MOSCOW, March 21 — The Russian rouble steadied near 105 to the dollar in Moscow today, while OFZ treasury bonds returned to trading in volatile fashion as Russia looks to gradually resume operations on its financial markets.
The central bank held its key interest rate at 20 per cent on Friday, after an emergency rate hike in late February, and said it would begin buying OFZ bonds when the Moscow Exchange resumed trading those papers on Monday, hoping to limit volatility.
By 1018 GMT, the rouble gained 0.3 per cent to 104.48 against the dollar and had lost 0.4 per cent to trade at 115.15 versus the euro.
In offshore markets, rouble bids were last indicated at 105.87 per dollar RUB=, having been as strong as 93.6 in earlier trade.
OFZ trading resumes
Prices on some rouble-denominated OFZ bonds tumbled by a third in pre-market trade before trading on the main session resumed at 1000 GMT, Moscow Exchange data showed.
The yield on Russia’s benchmark 10-year OFZ bonds, which moves inversely to prices, rose to a record 19.74 per cent in pre-market trading, before settling near 13.3 per cent in the main trading session where the central bank was expected to step in, Refinitiv Eikon data showed.

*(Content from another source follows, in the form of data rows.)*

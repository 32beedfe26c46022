//! The request pipeline.
//!
//! One call to [`Site::handle`] serves one request:
//!
//! 1. Route the request path to a content file (or the not-found document)
//! 2. Load the file and the per-request configuration
//! 3. Extract metadata and render the body
//! 4. Build the page index for navigation
//! 5. Render the page through the active theme
//!
//! Plugins are invoked between every step.

use std::path::{Path, PathBuf};

use super::highlight::SyntaxHighlighter;
use super::markdown::{MarkdownError, parse_content, strip_meta_block};
use super::meta::{read_file_meta, standard_headers};
use super::pages::{PageIndex, PageIndexBuilder, PageIndexError};
use super::plugin::{HookError, Plugin, PluginRegistry};
use super::render::{RenderError, Renderer, TemplateVars, resolve_template};
use super::route::{RouteStatus, request_route, resolve_content_file};
use crate::config::{ConfigError, SiteConfig};

/// Errors that abort a request.
#[derive(thiserror::Error, Debug)]
pub enum PipelineError {
    #[error(transparent)]
    Hook(#[from] HookError),

    #[error("failed to read {path}: {source}")]
    Read {
        path: PathBuf,
        source: std::io::Error,
    },

    #[error("markdown rendering error: {0}")]
    Markdown(#[from] MarkdownError),

    #[error("page index error: {0}")]
    PageIndex(#[from] PageIndexError),

    #[error("render error: {0}")]
    Render(#[from] RenderError),
}

/// An incoming request, reduced to what the pipeline needs.
#[derive(Debug, Clone)]
pub struct Request {
    /// Raw request path, query string included
    pub path: String,
    /// Path the site is mounted under (`/` for the server root)
    pub mount_path: String,
    /// Base URL derived from the request; used when the config sets none
    pub base_url: String,
}

impl Request {
    pub fn new(path: impl Into<String>) -> Self {
        Self {
            path: path.into(),
            mount_path: "/".to_string(),
            base_url: String::new(),
        }
    }

    pub fn with_mount_path(mut self, mount_path: impl Into<String>) -> Self {
        self.mount_path = mount_path.into();
        self
    }

    pub fn with_base_url(mut self, base_url: impl Into<String>) -> Self {
        self.base_url = base_url.into();
        self
    }
}

#[derive(Debug, Clone, Copy, PartialEq, Eq)]
pub enum Status {
    Ok,
    NotFound,
}

impl Status {
    pub fn code(self) -> u16 {
        match self {
            Status::Ok => 200,
            Status::NotFound => 404,
        }
    }
}

#[derive(Debug, Clone)]
pub struct Response {
    pub status: Status,
    pub body: String,
}

/// A flat-file site: configuration, location on disk and plugins.
pub struct Site {
    config: SiteConfig,
    /// Directory relative config paths resolve against
    root_dir: PathBuf,
    plugins: PluginRegistry,
    highlighter: SyntaxHighlighter,
}

impl Site {
    pub fn new(config: SiteConfig, root_dir: impl Into<PathBuf>) -> Self {
        let highlighter = SyntaxHighlighter::from_config(&config.markdown);
        Self {
            config,
            root_dir: root_dir.into(),
            plugins: PluginRegistry::new(),
            highlighter,
        }
    }

    /// Load the site whose configuration file is `config_file`
    /// (`flatpage.yaml` in the current directory by default).
    pub fn load(config_file: Option<&Path>) -> Result<Self, ConfigError> {
        let (config, config_path) = SiteConfig::load_from_arg(config_file)?;
        Ok(Self::new(config, base_path_from_config(&config_path)))
    }

    /// Register a plugin. Hooks run in registration order.
    pub fn with_plugin<P: Plugin + 'static>(mut self, plugin: P) -> Self {
        self.plugins.register(plugin);
        self
    }

    pub fn config(&self) -> &SiteConfig {
        &self.config
    }

    pub fn root_dir(&self) -> &Path {
        &self.root_dir
    }

    pub fn plugins(&self) -> &PluginRegistry {
        &self.plugins
    }

    pub fn content_dir(&self) -> PathBuf {
        self.resolve_dir(&self.config.content_dir)
    }

    pub fn themes_dir(&self) -> PathBuf {
        self.resolve_dir(&self.config.themes_dir)
    }

    /// URL path segment theme assets are published under (`themes` by default).
    pub fn themes_url_segment(&self) -> String {
        themes_url_segment(&self.config)
    }

    fn resolve_dir(&self, dir: &Path) -> PathBuf {
        if dir.is_relative() {
            self.root_dir.join(dir)
        } else {
            dir.to_path_buf()
        }
    }

    /// Serve one request.
    pub fn handle(&self, request: &Request) -> Result<Response, PipelineError> {
        let plugins = &self.plugins;
        plugins.dispatch("plugins_loaded", |p| p.plugins_loaded())?;

        let mut route = request_route(&request.path, &request.mount_path);
        plugins.dispatch("request_url", |p| p.request_url(&mut route))?;

        let content_dir = self.content_dir();
        let resolved = resolve_content_file(&route, &content_dir, &self.config.content_ext);
        tracing::debug!(route = %route, file = %resolved.path.display(), status = ?resolved.status, "resolved route");

        let status = match resolved.status {
            RouteStatus::Found => Status::Ok,
            RouteStatus::NotFound => Status::NotFound,
        };

        let mut file = resolved.path;
        let raw = match status {
            Status::Ok => {
                plugins.dispatch("before_load_content", |p| p.before_load_content(&mut file))?;
                let mut raw = std::fs::read_to_string(&file).map_err(|source| PipelineError::Read {
                    path: file.clone(),
                    source,
                })?;
                plugins.dispatch("after_load_content", |p| {
                    p.after_load_content(&mut file, &mut raw)
                })?;
                raw
            }
            Status::NotFound => {
                plugins.dispatch("before_404_load_content", |p| {
                    p.before_404_load_content(&mut file)
                })?;
                let mut raw = std::fs::read_to_string(&file).unwrap_or_else(|e| {
                    tracing::warn!(path = %file.display(), error = %e, "not-found document unavailable, serving an empty page");
                    String::new()
                });
                plugins.dispatch("after_404_load_content", |p| {
                    p.after_404_load_content(&mut file, &mut raw)
                })?;
                raw
            }
        };

        let mut config = self.config.clone();
        plugins.dispatch("config_loaded", |p| p.config_loaded(&mut config))?;

        let base_url = config
            .base_url
            .clone()
            .unwrap_or_else(|| request.base_url.trim_end_matches('/').to_string());

        let mut headers = standard_headers();
        plugins.dispatch("before_read_file_meta", |p| p.before_read_file_meta(&mut headers))?;
        let mut meta = read_file_meta(&raw, &headers, &config.date_format);
        plugins.dispatch("file_meta", |p| p.file_meta(&mut meta))?;

        // config_loaded may have switched the highlight theme or style.
        let request_highlighter;
        let highlighter = if config.markdown.highlight_theme == self.config.markdown.highlight_theme
            && config.markdown.highlight_style == self.config.markdown.highlight_style
        {
            &self.highlighter
        } else {
            request_highlighter = SyntaxHighlighter::from_config(&config.markdown);
            &request_highlighter
        };

        let mut body = strip_meta_block(&raw).to_string();
        plugins.dispatch("before_parse_content", |p| p.before_parse_content(&mut body))?;
        let mut content = parse_content(&body, &base_url, &config.markdown, highlighter)?;
        plugins.dispatch("after_parse_content", |p| p.after_parse_content(&mut content))?;

        let pages = PageIndexBuilder {
            config: &config,
            content_dir: &content_dir,
            base_url: &base_url,
            headers: &headers,
            highlighter,
            plugins,
        }
        .build()?;

        let current_source = (status == Status::Ok).then_some(file.as_path());
        let PageIndex {
            mut pages,
            mut current_page,
            mut prev_page,
            mut next_page,
        } = PageIndex::new(pages, current_source);
        plugins.dispatch("get_pages", |p| {
            p.get_pages(&mut pages, &mut current_page, &mut prev_page, &mut next_page)
        })?;

        plugins.dispatch("before_template_register", |p| p.before_template_register())?;
        let theme_dir = self.resolve_dir(&config.themes_dir).join(&config.theme);
        let renderer = Renderer::new(&theme_dir)?;

        let declared_template = meta
            .get("template")
            .filter(|t| !t.is_empty())
            .or_else(|| meta.get("layout"))
            .map(String::as_str)
            .unwrap_or_default();
        let mut template = resolve_template(declared_template, &theme_dir);

        let mut vars = TemplateVars {
            base_dir: self.root_dir.to_string_lossy().trim_end_matches('/').to_string(),
            theme_dir: theme_dir.to_string_lossy().to_string(),
            theme_url: format!("{}/{}/{}", base_url, themes_url_segment(&config), config.theme),
            site_title: config.site_title.clone(),
            base_url,
            config,
            meta,
            content,
            pages,
            prev_page,
            current_page,
            next_page,
            is_front_page: route.is_empty(),
        };
        plugins.dispatch("before_render", |p| p.before_render(&mut vars, &mut template))?;

        tracing::debug!(template = %template, pages = vars.pages.len(), "rendering page");
        let mut output = renderer.render(&template, &vars)?;
        plugins.dispatch("after_render", |p| p.after_render(&mut output))?;

        Ok(Response {
            status,
            body: output,
        })
    }
}

fn themes_url_segment(config: &SiteConfig) -> String {
    config
        .themes_dir
        .file_name()
        .map(|name| name.to_string_lossy().to_string())
        .unwrap_or_else(|| "themes".to_string())
}

/// Get the base path from a config file path (its parent directory).
pub fn base_path_from_config(config_path: &Path) -> PathBuf {
    config_path
        .parent()
        .map(|p| p.to_path_buf())
        .unwrap_or_else(|| PathBuf::from("."))
}
use std::path::{Path, PathBuf};

use flatpage::config::{CONFIG_FILE_NAME, SiteConfig};
use flatpage::site::SyntaxHighlighter;

use crate::InitArgs;

const INDEX_PAGE: &str = "/*
Title: Welcome
Description: A fresh flatpage site
*/

# Welcome

Pages live in the `content` directory. Edit `content/index.md` to change
this one, or add `content/about.md` to serve [%base_url%/about](%base_url%/about).
";

const NOT_FOUND_PAGE: &str = "/*
Title: Page Not Found
Robots: noindex,nofollow
*/

# Page Not Found

Nothing lives here. Try the [front page](%base_url%/).
";

const INDEX_TEMPLATE: &str = r#"<!DOCTYPE html>
<html lang="en">
<head>
    <meta charset="utf-8">
    <title>{% if meta.title %}{{ meta.title }} | {% endif %}{{ site_title }}</title>
    {% if meta.description %}<meta name="description" content="{{ meta.description }}">{% endif %}
    {% if meta.robots %}<meta name="robots" content="{{ meta.robots }}">{% endif %}
    <link rel="stylesheet" href="{{ theme_url }}/highlight.css">
</head>
<body>
    <header>
        <a href="{{ base_url }}/">{{ site_title }}</a>
        <nav>
            {% for page in pages %}<a href="{{ page.url }}">{{ page.title }}</a>
            {% endfor %}
        </nav>
    </header>
    <main>
        {{ content }}
    </main>
    <footer>
        {% if prev_page %}<a href="{{ prev_page.url }}">&larr; {{ prev_page.title }}</a>{% endif %}
        {% if next_page %}<a href="{{ next_page.url }}">{{ next_page.title }} &rarr;</a>{% endif %}
    </footer>
</body>
</html>
"#;

pub async fn run(args: &InitArgs) -> Result<(), anyhow::Error> {
    let path = if args.path.is_relative() {
        std::env::current_dir()?.join(&args.path)
    } else {
        args.path.clone()
    };

    if !path.exists() {
        if args.create {
            tokio::fs::create_dir_all(&path).await?;
            tracing::info!("created directory {}", path.display());
        } else {
            return Err(anyhow::anyhow!(
                "Directory does not exist: {path}",
                path = path.display()
            ));
        }
    }

    tracing::info!("initializing site in {}", path.display());
    scaffold(&path).await
}

async fn scaffold(root: &Path) -> Result<(), anyhow::Error> {
    let site_title = root
        .file_name()
        .map(|name| name.to_string_lossy().to_string())
        .unwrap_or_else(|| "My Site".to_string());
    let config = SiteConfig {
        site_title,
        ..SiteConfig::default()
    };
    let config_text = serde_yaml::to_string(&config)?;

    let theme_dir = config.themes_dir.join(&config.theme);
    let mut files = vec![
        (PathBuf::from(CONFIG_FILE_NAME), config_text),
        (config.content_dir.join("index.md"), INDEX_PAGE.to_string()),
        (config.content_dir.join("404.md"), NOT_FOUND_PAGE.to_string()),
        (theme_dir.join("index.html"), INDEX_TEMPLATE.to_string()),
    ];

    match SyntaxHighlighter::from_config(&config.markdown).stylesheet() {
        Some(css) => files.push((theme_dir.join("highlight.css"), css)),
        None => tracing::warn!(
            theme = %config.markdown.highlight_theme,
            "unknown highlight theme, no stylesheet written"
        ),
    }

    for (relative, text) in files {
        let target = root.join(&relative);
        if target.exists() {
            tracing::warn!("{} already exists, leaving it alone", target.display());
            continue;
        }
        if let Some(parent) = target.parent() {
            tokio::fs::create_dir_all(parent).await?;
        }
        tokio::fs::write(&target, text).await?;
        tracing::info!("created {}", target.display());
    }

    Ok(())
}
//! Configuration loading from files and the environment.
//!
//! Sources are layered in this order, later ones winning:
//! 1. Built-in defaults (serde defaults on `SiteConfig`)
//! 2. `flatpage.yaml` next to the site root (optional)
//! 3. `FLATPAGE_*` environment variables (`__` separates nested keys)

use std::path::{Path, PathBuf};

use config::{Environment, File, FileFormat};

use super::{ConfigError, SiteConfig};

/// Default name of the site configuration file.
pub const CONFIG_FILE_NAME: &str = "flatpage.yaml";

/// Prefix of environment variables that override config keys.
pub const ENV_PREFIX: &str = "FLATPAGE";

impl SiteConfig {
    /// Load the config from the command line argument, defaulting to `flatpage.yaml`
    /// in the current directory.
    ///
    /// Returns the config together with the absolute path it was looked up at.
    pub fn load_from_arg(config_file: Option<&Path>) -> Result<(Self, PathBuf), ConfigError> {
        let config_file = config_file.unwrap_or(Path::new(CONFIG_FILE_NAME));
        let config_file = if config_file.is_relative() {
            std::env::current_dir()
                .map_err(ConfigError::CwdFailure)?
                .join(config_file)
        } else {
            config_file.to_path_buf()
        };

        let config = Self::load_from_file(&config_file)?;
        Ok((config, config_file))
    }

    /// Load the config from a file path. A missing file yields the defaults
    /// (plus any environment overrides).
    pub fn load_from_file(path: &Path) -> Result<Self, ConfigError> {
        let path_str = path.to_str().ok_or_else(|| {
            ConfigError::Validation(format!(
                "config file path is not valid unicode: {}",
                path.display()
            ))
        })?;

        let layered = config::Config::builder()
            .add_source(File::new(path_str, FileFormat::Yaml).required(false))
            .add_source(
                Environment::with_prefix(ENV_PREFIX)
                    .prefix_separator("_")
                    .separator("__")
                    .try_parsing(true),
            )
            .build()?;

        let config: SiteConfig = layered.try_deserialize()?;
        config.validated()
    }

    /// Parse a config from YAML text, without consulting the environment.
    pub fn from_yaml_str(text: &str) -> Result<Self, ConfigError> {
        let layered = config::Config::builder()
            .add_source(File::from_str(text, FileFormat::Yaml))
            .build()?;
        let config: SiteConfig = layered.try_deserialize()?;
        config.validated()
    }

    /// Normalize and check values that serde cannot express.
    fn validated(mut self) -> Result<Self, ConfigError> {
        if self.content_ext.is_empty() {
            return Err(ConfigError::Validation(
                "invalid config: 'content_ext' must not be empty".to_string(),
            ));
        }
        if !self.content_ext.starts_with('.') {
            self.content_ext.insert(0, '.');
        }

        if self.theme.is_empty() || self.theme.contains(['/', '\\']) {
            return Err(ConfigError::Validation(format!(
                "invalid config: 'theme' must be a directory name, got '{}'",
                self.theme
            )));
        }

        // Trailing slashes would double up when page URLs are joined.
        if let Some(base_url) = self.base_url.take() {
            let trimmed = base_url.trim_end_matches('/');
            self.base_url = (!trimmed.is_empty()).then(|| trimmed.to_string());
        }

        Ok(self)
    }
}

#[cfg(test)]
mod tests {
    use super::*;
    use crate::config::{PageOrder, PageOrderBy};

    #[test]
    fn test_empty_config_uses_defaults() {
        let config = SiteConfig::from_yaml_str("").unwrap();
        assert_eq!(config.site_title, "Flatpage");
        assert_eq!(config.theme, "default");
        assert_eq!(config.excerpt_length, 50);
        assert_eq!(config.content_ext, ".md");
        assert_eq!(config.pages_order_by, PageOrderBy::Alpha);
        assert_eq!(config.pages_order, PageOrder::Asc);
        assert!(config.base_url.is_none());
    }

    #[test]
    fn test_overrides_merge_onto_defaults() {
        let yaml = r#"
site_title: My Blog
pages_order_by: date
pages_order: desc
excerpt_length: 20
social:
  twitter: myblog
"#;
        let config = SiteConfig::from_yaml_str(yaml).unwrap();
        assert_eq!(config.site_title, "My Blog");
        assert_eq!(config.pages_order_by, PageOrderBy::Date);
        assert_eq!(config.pages_order, PageOrder::Desc);
        assert_eq!(config.excerpt_length, 20);
        // Untouched keys keep their defaults
        assert_eq!(config.theme, "default");
        // Unknown keys are passed through for templates
        assert!(config.extra.contains_key("social"));
    }

    #[test]
    fn test_content_ext_gets_leading_dot() {
        let config = SiteConfig::from_yaml_str("content_ext: txt").unwrap();
        assert_eq!(config.content_ext, ".txt");
    }

    #[test]
    fn test_base_url_trailing_slash_trimmed() {
        let config = SiteConfig::from_yaml_str("base_url: https://example.com/blog/").unwrap();
        assert_eq!(config.base_url.as_deref(), Some("https://example.com/blog"));
    }

    #[test]
    fn test_theme_must_be_a_name() {
        let result = SiteConfig::from_yaml_str("theme: ../elsewhere");
        assert!(matches!(result, Err(ConfigError::Validation(_))));
    }

    #[test]
    fn test_missing_file_yields_defaults() {
        let dir = tempfile::tempdir().unwrap();
        let config = SiteConfig::load_from_file(&dir.path().join(CONFIG_FILE_NAME)).unwrap();
        assert_eq!(config.theme, "default");
    }

    #[test]
    fn test_load_from_file() {
        let dir = tempfile::tempdir().unwrap();
        let path = dir.path().join(CONFIG_FILE_NAME);
        std::fs::write(&path, "site_title: From Disk\ntheme: clean\n").unwrap();

        let config = SiteConfig::load_from_file(&path).unwrap();
        assert_eq!(config.site_title, "From Disk");
        assert_eq!(config.theme, "clean");
    }
}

The central bank’s intervention on the market should provide extra liquidity to the banking system and help the bond curve adjust to the new environment, SOVA Capital said in a note, with short-term rates remaining close but above the current key rate of 20 per cent and the curve being inverted.
Sales of OFZ bonds by non-residents, who used to own 19.1 per cent of all such bonds as of early February, will not be authorised between March 21 and April 1, Moscow Exchange said today.
Those investors will be able conduct repo and derivative transactions and, when stock market trading resumes, buy securities to close their short positions, but not sell previously purchased securities, the bourse said.
Stocks and bonds last traded on the Moscow Exchange on February 25. The central bank subsequently curbed trading as Western sanctions over events in Ukraine threw markets into turmoil.
The bank has yet to say when trading in instruments like stocks can resume, as it looks for ways to clear a backlog of transactions while avoiding a market collapse. But a limited number of financial market operations have been permitted to resume over the next two weeks.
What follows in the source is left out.